**Records provided**
impl KeyfileStore {
    /// A store that is never written to disk.
    pub fn in_memory() -> Self {
        Self::with_state(None, KeyfileState::default())
    }

    /// Open the keyfile at `path`; a missing file yields an empty store.
    pub fn open(path: impl Into<PathBuf>) -> Result<Self, SettingsError> {
        let path = path.into();
        let mut state = KeyfileState::default();
        if path.exists() {
            let text = fs::read_to_string(&path).map_err(|e| SettingsError::io(&path, e))?;
            let doc: KeyfileDoc = if text.trim().is_empty() {
                KeyfileDoc::default()
            } else {
                serde_yaml_ng::from_str(&text).map_err(|source| SettingsError::Yaml {
                    path: path.clone(),
                    source,
                })?
            };
            state.user = load_layer(doc.values, "values", &path);
            state.defaults = load_layer(doc.defaults, "defaults", &path);
            state.locked = doc.locked;
            log::info!(
                "Loaded {} settings ({} defaults, {} locked paths) from {:?}",
                state.user.len(),
                state.defaults.len(),
                state.locked.len(),
                path
            );
        } else {
            log::info!("Settings keyfile {:?} does not exist yet", path);
        }
        Ok(Self::with_state(Some(path), state))
    }

    fn with_state(path: Option<PathBuf>, state: KeyfileState) -> Self {
        let (changes, _) = broadcast::channel(CHANGE_CHANNEL_CAPACITY);
        Self {
            path,
            state: RwLock::new(state),
            changes,
        }
    }

    pub fn path(&self) -> Option<&Path> {
        self.path.as_deref()
    }

    /// Set a value in the site-default layer.
    pub fn set_default(&self, key: &str, value: Value) {
        let mut state = self.state.write();
        state.defaults.insert(key.to_string(), value);
        state.dirty = true;
    }

    /// Lock `path` (a key or a directory) against writes.
    pub fn lock(&self, path: &str) {
        let inserted = {
            let mut state = self.state.write();
            let inserted = state.locked.insert(path.to_string());
            state.dirty |= inserted;
            inserted
        };
        if inserted {
            log::info!("Locked settings path {path}");
            self.emit(StoreChange::WritableChanged {
                key: path.to_string(),
            });
        }
    }

    pub fn unlock(&self, path: &str) {
        let removed = {
            let mut state = self.state.write();
            let removed = state.locked.remove(path);
            state.dirty |= removed;
            removed
        };
        if removed {
            self.emit(StoreChange::WritableChanged {
                key: path.to_string(),
            });
        }
    }

    /// Every key with a user value, in order.
    pub fn user_keys(&self) -> Vec<String> {
        self.state.read().user.keys().cloned().collect()
    }

    /// Paths with at least one active subscription.
    pub fn subscriptions(&self) -> Vec<String> {
        self.state.read().subscriptions.keys().cloned().collect()
    }

    /// True when there are changes not yet written by `sync`.
    pub fn is_dirty(&self) -> bool {
        self.state.read().dirty
    }

    fn emit(&self, change: StoreChange) {
        // No receivers is not an error; nobody is listening yet.
        let _ = self.changes.send(change);
    }

    fn save(path: &Path, doc: &KeyfileDoc) -> Result<(), SettingsError> {
        let yaml = serde_yaml_ng::to_string(doc).map_err(|source| SettingsError::Yaml {
            path: path.to_path_buf(),
            source,
        })?;

        if let Some(parent) = path.parent() {
            fs::create_dir_all(parent).map_err(|e| SettingsError::io(parent, e))?;
        }

        // Atomic save: write to temp file then rename
        let temp_path = path.with_extension("yaml.tmp");
        fs::write(&temp_path, &yaml).map_err(|e| SettingsError::io(&temp_path, e))?;
        #[cfg(unix)]
        {
            use std::os::unix::fs::PermissionsExt;
            fs::set_permissions(&temp_path, fs::Permissions::from_mode(0o600))
                .map_err(|e| SettingsError::io(&temp_path, e))?;
        }
        fs::rename(&temp_path, path).map_err(|e| SettingsError::io(path, e))?;
        Ok(())
    }
}
//! The bridge server, exported in the main process.
//!
//! Each incoming call is executed synchronously against the settings store
//! and answered before the next one is read, so writes arriving over the
//! bridge are applied in a single total order. Store changes below the
//! paths the peer subscribed to are forwarded as notifications, except for
//! changes the server itself made on the peer's behalf.

use std::collections::BTreeMap;
use std::sync::Arc;
use std::sync::atomic::{AtomicU64, Ordering};

use par_term_settings::{OriginTag, SchemaSource, SettingsStore, StoreChange, Value, ValueType, is_dir};
use parking_lot::Mutex;
use serde::Serialize;
use serde::de::DeserializeOwned;
use serde_json::Value as Json;
use tokio::sync::{broadcast, mpsc, watch};

use crate::jsonrpc::{DECODE_FAILURE, IncomingMessage, JsonRpcPeer, RpcError, STORE_FAILURE};
use crate::protocol::{
    ChangedParams, HelloParams, HelloResult, KeyParams, OBJECT_PATH, PROTOCOL_VERSION, PathParams,
    ReadParams, ReadUserValueParams, SuccessResult, ValueResult, WireValue, WritableChangedParams,
    WritableResult, WriteParams, WriteTreeParams, method, notification,
};
use crate::tree::apply_write_tree;

static NEXT_ORIGIN: AtomicU64 = AtomicU64::new(1);

/// Serves settings calls for one channel.
pub struct BridgeServer {
    store: Arc<dyn SettingsStore>,
    schemas: Arc<SchemaSource>,
    /// Tag attached to every write this server makes.
    origin: OriginTag,
    /// Subscription counts per path, mirrored into the store.
    subscriptions: Mutex<BTreeMap<String, usize>>,
    hello_tx: watch::Sender<bool>,
}

fn parse_params<T: DeserializeOwned>(params: Option<Json>) -> Result<T, RpcError> {
    serde_json::from_value(params.unwrap_or(Json::Null)).map_err(RpcError::invalid_params)
}

fn to_result<T: Serialize>(value: T) -> Result<Json, RpcError> {
    serde_json::to_value(value).map_err(|e| RpcError::new(STORE_FAILURE, e.to_string()))
}

fn parse_type(signature: &str) -> Result<ValueType, RpcError> {
    ValueType::parse(signature).map_err(RpcError::invalid_params)
}

fn encode_value(value: Option<&Value>) -> Result<Json, RpcError> {
    let value = WireValue::encode(value).map_err(|e| RpcError::new(DECODE_FAILURE, e.to_string()))?;
    to_result(ValueResult { value })
}

fn decode_value(wire: &WireValue) -> Result<Option<Value>, RpcError> {
    wire.decode()
        .map_err(|e| RpcError::new(DECODE_FAILURE, e.to_string()))
}

impl BridgeServer {
    pub fn new(store: Arc<dyn SettingsStore>, schemas: Arc<SchemaSource>) -> Self {
        let (hello_tx, _) = watch::channel(false);
        Self {
            store,
            schemas,
            origin: NEXT_ORIGIN.fetch_add(1, Ordering::Relaxed),
            subscriptions: Mutex::new(BTreeMap::new()),
            hello_tx,
        }
    }

    pub fn origin(&self) -> OriginTag {
        self.origin
    }

    /// Paths the peer is currently subscribed to.
    pub fn subscriptions(&self) -> Vec<String> {
        self.subscriptions.lock().keys().cloned().collect()
    }

    /// Resolve once the peer has completed the hello exchange.
    pub async fn wait_for_hello(&self) {
        let mut rx = self.hello_tx.subscribe();
        let _ = rx.wait_for(|done| *done).await;
    }

    /// Execute one call.
    pub fn dispatch(&self, method: &str, params: Option<Json>) -> Result<Json, RpcError> {
        match method {
            method::HELLO => {
                let p: HelloParams = parse_params(params)?;
                if p.object_path != OBJECT_PATH {
                    return Err(RpcError::invalid_params(format!(
                        "no object at '{}'",
                        p.object_path
                    )));
                }
                if p.protocol_version != PROTOCOL_VERSION {
                    return Err(RpcError::invalid_params(format!(
                        "unsupported protocol version {}",
                        p.protocol_version
                    )));
                }
                self.hello_tx.send_replace(true);
                log::info!("Settings bridge peer connected");
                to_result(HelloResult {
                    protocol_version: PROTOCOL_VERSION,
                    object_path: OBJECT_PATH.to_string(),
                    server_pid: std::process::id(),
                })
            }
            method::GET_PERMISSION => {
                let p: PathParams = parse_params(params)?;
                to_result(self.store.get_permission(&p.path))
            }
            method::GET_WRITABLE => {
                let p: KeyParams = parse_params(params)?;
                to_result(WritableResult {
                    writable: self.store.get_writable(&p.key),
                })
            }
            method::READ => {
                let p: ReadParams = parse_params(params)?;
                let ty = parse_type(&p.expected_type)?;
                encode_value(self.store.read(&p.key, &ty, p.want_default).as_ref())
            }
            method::READ_USER_VALUE => {
                let p: ReadUserValueParams = parse_params(params)?;
                let ty = parse_type(&p.expected_type)?;
                encode_value(self.store.read_user_value(&p.key, &ty).as_ref())
            }
            method::RESET => {
                let p: KeyParams = parse_params(params)?;
                self.store.reset(&p.key, Some(self.origin));
                Ok(serde_json::json!({}))
            }
            method::SUBSCRIBE => {
                let p: PathParams = parse_params(params)?;
                *self.subscriptions.lock().entry(p.path.clone()).or_insert(0) += 1;
                self.store.subscribe(&p.path);
                Ok(serde_json::json!({}))
            }
            method::UNSUBSCRIBE => {
                let p: PathParams = parse_params(params)?;
                let known = {
                    let mut subs = self.subscriptions.lock();
                    match subs.get_mut(&p.path) {
                        Some(count) => {
                            *count -= 1;
                            if *count == 0 {
                                subs.remove(&p.path);
                            }
                            true
                        }
                        None => false,
                    }
                };
                if known {
                    self.store.unsubscribe(&p.path);
                }
                Ok(serde_json::json!({}))
            }
            method::SYNC => {
                self.store
                    .sync()
                    .map_err(|e| RpcError::new(STORE_FAILURE, e.to_string()))?;
                Ok(serde_json::json!({}))
            }
            method::WRITE => {
                let p: WriteParams = parse_params(params)?;
                let value = decode_value(&p.value)?;
                let success = self.store.write(&p.key, value, Some(self.origin));
                to_result(SuccessResult { success })
            }
            method::WRITE_TREE => {
                let p: WriteTreeParams = parse_params(params)?;
                if !is_dir(&p.path_prefix) {
                    return Err(RpcError::invalid_params(format!(
                        "pathPrefix '{}' is not a directory",
                        p.path_prefix
                    )));
                }
                let mut entries = Vec::with_capacity(p.entries.len());
                for entry in &p.entries {
                    let value = decode_value(&entry.value)?;
                    entries.push((format!("{}{}", p.path_prefix, entry.key), value));
                }
                let success =
                    apply_write_tree(self.store.as_ref(), &self.schemas, entries, Some(self.origin));
                to_result(SuccessResult { success })
            }
            other => Err(RpcError::method_not_found(other)),
        }
    }

    /// Whether a store change should be forwarded to the peer.
    fn wants(&self, change: &StoreChange) -> bool {
        if change.origin() == Some(self.origin) {
            return false;
        }
        let subs = self.subscriptions.lock();
        subs.keys().any(|path| change.touches(path))
    }

    /// Serve calls from `incoming` until the channel closes, forwarding store
    /// changes to `peer` meanwhile.
    ///
    /// On return every subscription the peer left behind has been removed
    /// from the store.
    pub async fn serve(
        self: Arc<Self>,
        peer: Arc<JsonRpcPeer>,
        mut incoming: mpsc::UnboundedReceiver<IncomingMessage>,
    ) {
        let cancel = peer.cancel_token().clone();
        let changes = self.store.changes();
        let forwarder = tokio::spawn(Arc::clone(&self).forward_changes(Arc::clone(&peer), changes));

        loop {
            let msg = tokio::select! {
                _ = cancel.cancelled() => break,
                msg = incoming.recv() => msg,
            };
            let Some(msg) = msg else { break };

            match (msg.id, msg.method) {
                (Some(id), Some(method)) => {
                    let result = self.dispatch(&method, msg.params);
                    if let Err(e) = &result {
                        log::debug!("Bridge call {method} failed: {e}");
                    }
                    if let Err(e) = peer.respond(id, result).await {
                        log::warn!("Could not answer bridge call {method}: {e}");
                        break;
                    }
                }
                (None, Some(method)) => {
                    log::debug!("Ignoring notification {method} from preferences process");
                }
                _ => log::warn!("Ignoring malformed message on settings bridge"),
            }
        }

        forwarder.abort();
        self.release_subscriptions();
        log::info!("Settings bridge server stopped");
    }

    fn release_subscriptions(&self) {
        let subs = std::mem::take(&mut *self.subscriptions.lock());
        for (path, count) in subs {
            for _ in 0..count {
                self.store.unsubscribe(&path);
            }
        }
    }

    async fn forward_changes(
        self: Arc<Self>,
        peer: Arc<JsonRpcPeer>,
        mut changes: broadcast::Receiver<StoreChange>,
    ) {
        loop {
            let change = match changes.recv().await {
                Ok(change) => change,
                Err(broadcast::error::RecvError::Lagged(missed)) => {
                    // Unknown keys changed; have the peer drop everything it watches.
                    log::warn!("Settings bridge missed {missed} store changes");
                    StoreChange::Changed {
                        keys: Vec::new(),
                        paths: self.subscriptions(),
                        origin: None,
                    }
                }
                Err(broadcast::error::RecvError::Closed) => break,
            };
            if !self.wants(&change) {
                continue;
            }
            let sent = match change {
                StoreChange::Changed { keys, paths, .. } => {
                    let params = serde_json::to_value(ChangedParams { keys, paths });
                    match params {
                        Ok(params) => peer.notify(notification::CHANGED, Some(params)).await,
                        Err(e) => Err(e.into()),
                    }
                }
                StoreChange::WritableChanged { key } => {
                    let params = serde_json::to_value(WritableChangedParams { key });
                    match params {
                        Ok(params) => peer.notify(notification::WRITABLE_CHANGED, Some(params)).await,
                        Err(e) => Err(e.into()),
                    }
                }
            };
            if let Err(e) = sent {
                log::debug!("Stopping change forwarding: {e}");
                break;
            }
        }
    }
}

**Task to carry out**
Without changing anything, quote the lines from the top of the data to the line that contains "an empty store.", including that line.

**Response**
impl KeyfileStore {
    /// A store that is never written to disk.
    pub fn in_memory() -> Self {
        Self::with_state(None, KeyfileState::default())
    }

    /// Open the keyfile at `path`; a missing file yields an empty store.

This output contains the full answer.